In/formelle Praktiken der Freiraumentwicklung und ihre raum-zeitlichen Widersprüche

Vortrag
Sitzungstermin
Freitag (22. September 2023), 16:30–18:00
Sitzungsraum
HZ 11
Autor*innen
Kurz­be­schreib­ung
Dieser Beitrag beleuchtet Baumscheibengärten als zukunftsfähige Orte der in/formellen Freiraumentwicklung öffentlicher Flächen im Spannungsfeld neoliberaler Stadtentwicklung und bottom-up initiierter Fürsorge, menschlicher und nicht-menschlicher Akteure sowie multipler raum-zeitlicher Widersprüche.

Abstract

In Berlin, wie auch in vielen anderen Städten, sprießen immer mehr Baumscheibengärten aus dem Boden. Diese Gärten und ihre Gärtner:innen haben nicht nur bestehende Formen öffentlicher Grünflächenverwaltung modifiziert, sondern tragen aktiv zur Aufwertung der Quartiersstraße bei. Baumscheibengärten sind komplexe, einzigartige und teilweise widersprüchliche Orte, die sich formal durch eine vertraglich geregelte Patenschaft für eine kleine sowie stark umkämpfte und verdichtete Restfläche um Straßenbäume beschreiben lassen. Neben formalisierten Gärten gibt es weiterhin viele informelle Gärten welche nie als Patenschaft angemeldet wurden und dennoch aktiv gepflegt werden sowie „stille Patenschaften“ - Baumscheibengärten in denen nicht-menschliche Akteure den Baumscheibengarten prägen, jedenfalls so lange wie diese geduldet werden.

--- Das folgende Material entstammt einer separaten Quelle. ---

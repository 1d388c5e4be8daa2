use std::fs::OpenOptions;
use std::sync::Mutex;

use anyhow::{anyhow, Result};
use chrono::Local;
use clap::{Parser, Subcommand};
use hourly_quote_core::{render, Category, Config, FetchOutcome};
use tracing::warn;
use tracing_subscriber::prelude::*;
use tracing_subscriber::{fmt, EnvFilter};

mod app;
mod handler;
mod tui;
mod ui;

use app::{build_scheduler, App};
use tui::EventHandler;

#[derive(Parser)]
#[command(name = "hourly-quote")]
#[command(about = "A terminal widget that shows a quote and refreshes it every hour")]
struct Cli {
    #[command(subcommand)]
    command: Option<Commands>,
}

#[derive(Subcommand)]
enum Commands {
    /// Print the widget once and exit
    Show {
        /// Text width
        #[arg(short, long, default_value = "40")]
        width: usize,
    },
    /// Fetch the next quote, print it and exit
    Next {
        /// Category to fetch from (overrides the config)
        #[arg(short, long)]
        category: Option<String>,
        /// Text width
        #[arg(short, long, default_value = "40")]
        width: usize,
    },
    /// List available categories
    Categories,
}

#[tokio::main]
async fn main() -> Result<()> {
    let cli = Cli::parse();

    if let Err(e) = init_tracing() {
        eprintln!("Logging disabled: {}", e);
    }

    let config = Config::load().unwrap_or_else(|e| {
        warn!("Could not load config, using defaults: {}", e);
        Config::new()
    });

    match cli.command {
        None => run_tui(&config).await,
        Some(Commands::Show { width }) => show(&config, width),
        Some(Commands::Next { category, width }) => next(&config, category.as_deref(), width).await,
        Some(Commands::Categories) => list_categories(&config),
    }
}

/// Log to a file under the cache directory so output never lands on the TUI.
fn init_tracing() -> Result<()> {
    let log_dir = dirs::cache_dir()
        .ok_or_else(|| anyhow!("Could not determine cache directory"))?
        .join("hourly-quote");
    std::fs::create_dir_all(&log_dir)?;

    let file = OpenOptions::new()
        .create(true)
        .append(true)
        .open(log_dir.join("hourly-quote.log"))?;

    let filter = EnvFilter::try_from_default_env().unwrap_or_else(|_| EnvFilter::new("info"));
    tracing_subscriber::registry()
        .with(filter)
        .with(
            fmt::layer()
                .with_writer(Mutex::new(file))
                .with_ansi(false)
                .with_target(true),
        )
        .try_init()?;

    Ok(())
}

async fn run_tui(config: &Config) -> Result<()> {
    let mut app = App::new(config);

    tui::install_panic_hook();
    let mut terminal = tui::init()?;
    let mut events = EventHandler::new();

    let result = async {
        while !app.should_quit {
            terminal.draw(|frame| ui::render(&mut app, frame))?;

            match events.next().await {
                Some(event) => handler::handle_event(&mut app, event).await?,
                None => break,
            }
        }
        Ok::<(), anyhow::Error>(())
    }
    .await;

    tui::restore()?;
    result
}

fn show(config: &Config, width: usize) -> Result<()> {
    let mut scheduler = build_scheduler(config);
    let timeline = scheduler.on_tick(Local::now());

    for entry in &timeline.entries {
        println!("{}", render(entry, width));
    }
    Ok(())
}

async fn next(config: &Config, category: Option<&str>, width: usize) -> Result<()> {
    let mut scheduler = build_scheduler(config);

    if let Some(id) = category {
        let category = Category::from_str(id).ok_or_else(|| {
            anyhow!(
                "Unknown category '{}'. Run `hourly-quote categories` to see the options",
                id
            )
        })?;
        scheduler.on_config_change(Some(category));
    }

    // Failures leave the previous quote in place, same as the interactive widget
    if let FetchOutcome::Failed(e) = scheduler.on_user_action().await {
        warn!("Showing previous quote: {}", e);
    }

    println!("{}", render(&scheduler.snapshot(Local::now()), width));
    Ok(())
}

fn list_categories(config: &Config) -> Result<()> {
    let selected = config.selected_category();

    for category in Category::all() {
        let marker = if Some(category) == selected { "*" } else { " " };
        println!("{} {}", marker, category.display_name());
    }
    Ok(())
}
// crates/clapdeck-player/src/sync.rs
//
// The frame sync loop: while the resource is actively playing, the store is
// republished from the resource once per frame, at the best resolution the
// platform offers.
//
// The tick mode is probed once per connection: decode-frame-aligned callbacks
// when the resource supports them (sample-accurate), otherwise the generic
// per-display-frame callback. The host registers whichever callback
// `Player::tick_mode` names and drives Player::on_decoded_frame or
// Player::tick from it; this struct only decides whether a given tick is
// live. Start is idempotent, stop is synchronous, and a connection bump
// invalidates every tick scheduled against the previous resource.

use crate::resource::MediaResource;

/// Which frame callback drives publication for the current connection.
#[derive(Clone, Copy, Debug, PartialEq, Eq)]
pub enum TickMode {
    /// Decode-frame-aligned callback — preferred when available.
    DecodedFrames,
    /// Generic per-display-frame callback.
    DisplayFrames,
}

pub struct SyncLoop {
    running:    bool,
    mode:       Option<TickMode>,
    connection: u64,
}

impl SyncLoop {
    pub fn new() -> Self {
        Self { running: false, mode: None, connection: 0 }
    }

    /// Capability probe, run once per resource connection. Also cancels any
    /// loop left running against the previous resource.
    pub fn select_mode(&mut self, resource: &dyn MediaResource, connection: u64) {
        self.running = false;
        self.connection = connection;
        self.mode = Some(if resource.supports_frame_callbacks() {
            TickMode::DecodedFrames
        } else {
            TickMode::DisplayFrames
        });
    }

    /// Drop the mode entirely (resource disconnected).
    pub fn clear(&mut self) {
        self.running = false;
        self.mode = None;
    }

    pub fn mode(&self) -> Option<TickMode> {
        self.mode
    }

    /// Idempotent — a second start while already running is a no-op.
    pub fn start(&mut self) {
        self.running = true;
    }

    pub fn stop(&mut self) {
        self.running = false;
    }

    pub fn is_running(&self) -> bool {
        self.running
    }

    /// Is a tick of `mode` from connection `connection` live? Stale ticks
    /// scheduled against a since-replaced resource answer false and become
    /// no-ops at the call site.
    pub fn accepts(&self, mode: TickMode, connection: u64) -> bool {
        self.running && self.connection == connection && self.mode == Some(mode)
    }
}

impl Default for SyncLoop {
    fn default() -> Self {
        Self::new()
    }
}

#[cfg(test)]
mod tests {
    use super::*;
    use crate::sim::SimResource;

    #[test]
    fn mode_follows_resource_capability() {
        let mut sync = SyncLoop::new();
        let sim = SimResource::new();

        sync.select_mode(&sim, 1);
        assert_eq!(sync.mode(), Some(TickMode::DisplayFrames));

        sim.set_frame_callbacks(true);
        sync.select_mode(&sim, 2);
        assert_eq!(sync.mode(), Some(TickMode::DecodedFrames));
    }

    #[test]
    fn start_is_idempotent_and_stop_cancels() {
        let mut sync = SyncLoop::new();
        let sim = SimResource::new();
        sync.select_mode(&sim, 1);

        sync.start();
        sync.start();
        assert!(sync.accepts(TickMode::DisplayFrames, 1));

        sync.stop();
        assert!(!sync.accepts(TickMode::DisplayFrames, 1));
    }

    #[test]
    fn stale_connection_ticks_are_rejected() {
        let mut sync = SyncLoop::new();
        let sim = SimResource::new();

        sync.select_mode(&sim, 1);
        sync.start();
        assert!(sync.accepts(TickMode::DisplayFrames, 1));

        // Reconnect: old ticks die, and the loop is not running until the
        // new resource actually plays.
        sync.select_mode(&sim, 2);
        assert!(!sync.accepts(TickMode::DisplayFrames, 1));
        assert!(!sync.accepts(TickMode::DisplayFrames, 2));

        sync.start();
        assert!(sync.accepts(TickMode::DisplayFrames, 2));
        assert!(!sync.accepts(TickMode::DecodedFrames, 2));
    }
}
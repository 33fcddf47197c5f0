// crates/clapdeck-core/src/helpers/timecode.rs
//
// Textual timecode ↔ seconds. No state, no allocation on the parse path
// beyond the split itself.
//
// Timecodes are the persisted form of sub-section bounds; seconds are always
// derived on demand. A string that doesn't parse means "unset", never an
// error — callers get `None` and treat the bound as absent.

/// Parse a textual timecode into seconds.
///
/// Accepted forms:
///   - plain seconds: `"12"`, `"12.5"`
///   - `mm:ss[.frac]`
///   - `hh:mm:ss[.frac]`
///
/// A trailing `s` on the plain-seconds form is tolerated so that
/// [`format_timecode`] output round-trips.
///
/// Empty input, a non-numeric segment, or a wrong segment count all yield
/// `None`.
///
/// ```
/// use clapdeck_core::helpers::timecode::parse_timecode;
/// assert_eq!(parse_timecode("5"),         Some(5.0));
/// assert_eq!(parse_timecode("5.25"),      Some(5.25));
/// assert_eq!(parse_timecode("1:05"),      Some(65.0));
/// assert_eq!(parse_timecode("0:01:05.5"), Some(65.5));
/// assert_eq!(parse_timecode(""),          None);
/// assert_eq!(parse_timecode("abc"),       None);
/// assert_eq!(parse_timecode("1:2:3:4"),   None);
/// ```
pub fn parse_timecode(raw: &str) -> Option<f64> {
    let s = raw.trim();
    if s.is_empty() {
        return None;
    }

    // Plain seconds, with or without the display suffix ("12.50s").
    if !s.contains(':') {
        let bare = s.strip_suffix('s').map(str::trim_end).unwrap_or(s);
        return parse_segment(bare);
    }

    let parts: Vec<&str> = s.split(':').map(str::trim).collect();
    match parts.as_slice() {
        [mm, ss] => Some(parse_segment(mm)? * 60.0 + parse_segment(ss)?),
        [hh, mm, ss] => Some(
            parse_segment(hh)? * 3600.0 + parse_segment(mm)? * 60.0 + parse_segment(ss)?,
        ),
        _ => None,
    }
}

/// One numeric segment: digits with an optional `.digits` fraction.
/// Signs, exponents, and bare fractions (`".5"`, `"5."`) are rejected so a
/// segment can never parse to something negative or non-finite.
fn parse_segment(s: &str) -> Option<f64> {
    let (int, frac) = match s.split_once('.') {
        Some((i, f)) => (i, Some(f)),
        None => (s, None),
    };
    if int.is_empty() || !int.bytes().all(|b| b.is_ascii_digit()) {
        return None;
    }
    if let Some(f) = frac {
        if f.is_empty() || !f.bytes().all(|b| b.is_ascii_digit()) {
            return None;
        }
    }
    s.parse::<f64>().ok()
}

/// Format seconds for display: `m:ss.ff` when minutes are present, else
/// `ss.ffs`. Negative input is treated as zero.
///
/// ```
/// use clapdeck_core::helpers::timecode::format_timecode;
/// assert_eq!(format_timecode(0.0),    "00.00s");
/// assert_eq!(format_timecode(3.25),   "03.25s");
/// assert_eq!(format_timecode(65.5),   "1:05.50");
/// assert_eq!(format_timecode(754.2),  "12:34.20");
/// ```
pub fn format_timecode(t: f64) -> String {
    let total = t.max(0.0);
    let mm = (total / 60.0).floor() as u64;
    let ss = total - mm as f64 * 60.0;
    if mm > 0 {
        format!("{mm}:{ss:05.2}")
    } else {
        format!("{ss:05.2}s")
    }
}

/// Display form for an optional bound: `--` when unset or non-finite.
/// This is what timecode readouts show next to an empty in/out field.
pub fn format_opt_timecode(t: Option<f64>) -> String {
    match t {
        Some(v) if v.is_finite() => format_timecode(v),
        _ => "--".to_string(),
    }
}
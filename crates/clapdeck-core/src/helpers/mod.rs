// crates/clapdeck-core/src/helpers/mod.rs

pub mod timecode;
// crates/clapdeck-player/src/lib.rs
//
// The synchronization/service layer between one media resource and the
// timeline UI: clock-ownership arbitration, the frame sync driver, the
// range-stop controller, and the sub-section playback queue.
//
// Single-threaded and event-driven throughout. The host delivers resource
// events through Player::handle_event and drives Player::tick /
// Player::on_decoded_frame from its frame callbacks; nothing here spawns a
// thread or blocks.

pub mod arbiter;
pub mod helpers;
pub mod player;
pub mod queue;
pub mod range_stop;
pub mod resource;
pub mod sim;
pub mod store;
pub mod sync;

// Re-export the main public API so UI imports are simple.
pub use player::{Player, ResourceToken};
pub use resource::{MediaError, MediaEvent, MediaResource};
pub use store::{ClockState, TimeSource};
pub use sync::TickMode;
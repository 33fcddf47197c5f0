// crates/clapdeck-player/src/store.rs
//
// The clock state store: the single published truth about the attached
// resource. Everything the UI renders (duration, position, scrub flag,
// sub-range, playing-range flag) lives here, together with the ownership tag
// naming which writer last set the position.
//
// Writes apply fully, then listeners run synchronously — a listener always
// observes the post-write state, never a half-applied one. Listeners receive
// a shared borrow only, so they can read but never re-enter a write.

/// Which writer last set `position`. Exactly one tag is current at any
/// instant; the arbitration rule in arbiter.rs is built on this.
#[derive(Clone, Copy, Debug, PartialEq, Eq)]
pub enum TimeSource {
    Media,
    Timeline,
}

/// The published clock state.
#[derive(Clone, Debug)]
pub struct ClockState {
    /// Known duration in seconds; 0 until metadata settles.
    pub duration: f64,
    /// Current position, clamped into [0, duration] when duration is known.
    pub position: f64,
    /// True while the user is dragging the timeline.
    pub scrubbing: bool,
    pub last_writer: TimeSource,
    /// Sub-range bounds. When both are set, sub_in <= sub_out holds
    /// regardless of the order the user entered them.
    pub sub_in: Option<f64>,
    pub sub_out: Option<f64>,
    /// True while a range-stop playback (single section or queue) is running.
    pub playing_range: bool,
}

impl ClockState {
    fn idle() -> Self {
        Self {
            duration:      0.0,
            position:      0.0,
            scrubbing:     false,
            last_writer:   TimeSource::Media,
            sub_in:        None,
            sub_out:       None,
            playing_range: false,
        }
    }
}

pub type Listener = Box<dyn Fn(&ClockState)>;

pub struct ClockStore {
    state:     ClockState,
    listeners: Vec<Listener>,
}

impl Default for ClockStore {
    fn default() -> Self {
        Self::new()
    }
}

impl ClockStore {
    pub fn new() -> Self {
        Self { state: ClockState::idle(), listeners: Vec::new() }
    }

    pub fn state(&self) -> &ClockState {
        &self.state
    }

    /// Register a listener invoked synchronously after every write.
    pub fn subscribe(&mut self, f: impl Fn(&ClockState) + 'static) {
        self.listeners.push(Box::new(f));
    }

    fn notify(&self) {
        for l in &self.listeners {
            l(&self.state);
        }
    }

    /// Clamp a time into the valid position range. With no known duration the
    /// upper bound is open — only negatives are clipped.
    pub(crate) fn clamp(&self, t: f64) -> f64 {
        if self.state.duration > 0.0 {
            t.clamp(0.0, self.state.duration)
        } else {
            t.max(0.0)
        }
    }

    // ── Connection lifecycle ─────────────────────────────────────────────────

    /// Reset for a freshly attached resource: duration unknown again, position
    /// taken from the resource, ownership back with the media.
    pub fn reset_for(&mut self, position: f64) {
        self.state.duration = 0.0;
        self.state.position = if position.is_finite() { position.max(0.0) } else { 0.0 };
        self.state.last_writer = TimeSource::Media;
        self.state.playing_range = false;
        self.notify();
    }

    /// Duration is only ever overwritten with a usable value — transient
    /// NaN/0 readings from the resource never clear a known duration.
    pub fn set_duration(&mut self, d: f64) {
        if d.is_finite() && d > 0.0 && d != self.state.duration {
            self.state.duration = d;
            self.notify();
        }
    }

    // ── Position writers ─────────────────────────────────────────────────────

    /// Media-origin position write. The caller (bridge or range stop) has
    /// already decided this publication should happen; no gating here.
    pub fn publish_media_position(&mut self, t: f64) {
        self.state.last_writer = TimeSource::Media;
        self.state.position = self.clamp(t);
        self.notify();
    }

    /// Timeline-origin position write. Publishes intent only — pushing the
    /// value into the resource is the arbitration rule's job.
    pub fn set_position_from_timeline(&mut self, t: f64) {
        self.state.last_writer = TimeSource::Timeline;
        self.state.position = self.clamp(t);
        self.notify();
    }

    /// Hand position ownership back to the media without moving the position.
    /// Called by the publish gate once the resource has converged on the
    /// timeline's target.
    pub fn hand_back_to_media(&mut self) {
        self.state.last_writer = TimeSource::Media;
    }

    // ── Scrub flag ───────────────────────────────────────────────────────────

    pub fn begin_scrub(&mut self) {
        self.state.scrubbing = true;
        self.notify();
    }

    pub fn end_scrub(&mut self) {
        self.state.scrubbing = false;
        self.notify();
    }

    // ── Sub-range bounds ─────────────────────────────────────────────────────
    // The user can type or drag either bound first; whenever both are present
    // they are normalized so sub_in <= sub_out.

    pub fn set_sub_in(&mut self, t: Option<f64>) {
        self.state.sub_in = t.map(|v| self.clamp(v));
        self.normalize_sub_range();
        self.notify();
    }

    pub fn set_sub_out(&mut self, t: Option<f64>) {
        self.state.sub_out = t.map(|v| self.clamp(v));
        self.normalize_sub_range();
        self.notify();
    }

    pub fn set_sub_range(&mut self, a: Option<f64>, b: Option<f64>) {
        self.state.sub_in = a.map(|v| self.clamp(v));
        self.state.sub_out = b.map(|v| self.clamp(v));
        self.normalize_sub_range();
        self.notify();
    }

    fn normalize_sub_range(&mut self) {
        if let (Some(a), Some(b)) = (self.state.sub_in, self.state.sub_out) {
            if a > b {
                self.state.sub_in = Some(b);
                self.state.sub_out = Some(a);
            }
        }
    }

    // ── Range-playback flag ──────────────────────────────────────────────────

    pub fn set_playing_range(&mut self, playing: bool) {
        if self.state.playing_range != playing {
            self.state.playing_range = playing;
            self.notify();
        }
    }
}

#[cfg(test)]
mod tests {
    use super::*;
    use std::cell::Cell;
    use std::rc::Rc;

    #[test]
    fn timeline_write_unclamped_above_while_duration_unknown() {
        let mut store = ClockStore::new();
        store.set_position_from_timeline(5.0);
        assert_eq!(store.state().position, 5.0);
        assert_eq!(store.state().last_writer, TimeSource::Timeline);
    }

    #[test]
    fn timeline_write_clamped_to_known_duration() {
        let mut store = ClockStore::new();
        store.set_duration(10.0);
        store.set_position_from_timeline(15.0);
        assert_eq!(store.state().position, 10.0);
        store.set_position_from_timeline(-2.0);
        assert_eq!(store.state().position, 0.0);
    }

    #[test]
    fn sub_range_normalizes_either_entry_order() {
        let mut store = ClockStore::new();
        store.set_duration(100.0);

        store.set_sub_in(Some(7.0));
        store.set_sub_out(Some(3.0));
        assert_eq!(store.state().sub_in, Some(3.0));
        assert_eq!(store.state().sub_out, Some(7.0));

        store.set_sub_range(Some(40.0), Some(12.0));
        assert_eq!(store.state().sub_in, Some(12.0));
        assert_eq!(store.state().sub_out, Some(40.0));
    }

    #[test]
    fn sub_bounds_clamp_and_clear() {
        let mut store = ClockStore::new();
        store.set_duration(10.0);
        store.set_sub_out(Some(25.0));
        assert_eq!(store.state().sub_out, Some(10.0));
        store.set_sub_out(None);
        assert_eq!(store.state().sub_out, None);
    }

    #[test]
    fn transient_duration_readings_never_clear_a_known_value() {
        let mut store = ClockStore::new();
        store.set_duration(30.0);
        store.set_duration(f64::NAN);
        store.set_duration(0.0);
        assert_eq!(store.state().duration, 30.0);
    }

    #[test]
    fn listeners_observe_fully_applied_writes() {
        let mut store = ClockStore::new();
        let seen = Rc::new(Cell::new((0.0, TimeSource::Media)));
        let seen_in = Rc::clone(&seen);
        store.subscribe(move |s| seen_in.set((s.position, s.last_writer)));

        store.set_position_from_timeline(4.0);
        assert_eq!(seen.get(), (4.0, TimeSource::Timeline));

        store.publish_media_position(6.0);
        assert_eq!(seen.get(), (6.0, TimeSource::Media));
    }

    #[test]
    fn reset_reclaims_media_ownership() {
        let mut store = ClockStore::new();
        store.set_duration(20.0);
        store.set_position_from_timeline(8.0);
        store.set_playing_range(true);

        store.reset_for(1.5);
        let s = store.state();
        assert_eq!(s.duration, 0.0);
        assert_eq!(s.position, 1.5);
        assert_eq!(s.last_writer, TimeSource::Media);
        assert!(!s.playing_range);
    }
}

Ohne öffentliche Gelder entstehen so vielfältige und teils langlebige Microgärten.

Doch Baumscheibengärten bieten nicht nur alternative Governance-Strategien für öffentliche Grünflächen, sondern ermöglichen auch eine kritische Reflexion etablierter Planungsprozesse innerhalb der städtischen Freiraumentwicklung, die aktuell das Informelle und Flüchtige kaum berücksichtigen. Dies erscheint angesichts des zu erwartenden Anstiegs des Gesamtanteils öffentlicher Grünflächen und der bereits geringen bzw. weiter sinkenden Ressourcen zur Unterhaltung und Pflege öffentlicher Grünflächen von besonderer Bedeutung. Das Sichtbarmachen der vielschichtig gelagerten Widersprüche an der Schnittstelle informeller und formeller Freiraumentwicklung kann somit eine kritische Auseinandersetzung mit dominanten Akteuren und Ordnungen fördern. Daher versteht dieser Beitrag Baumscheibengärten als zukunftsfähige Orte der in/formellen Freiraumentwicklung öffentlicher Flächen im Spannungsfeld neoliberaler Stadtentwicklung und bottom-up initiierter Fürsorge, menschlicher und nicht-menschlicher Akteure sowie multipler raum-zeitlicher Widersprüche.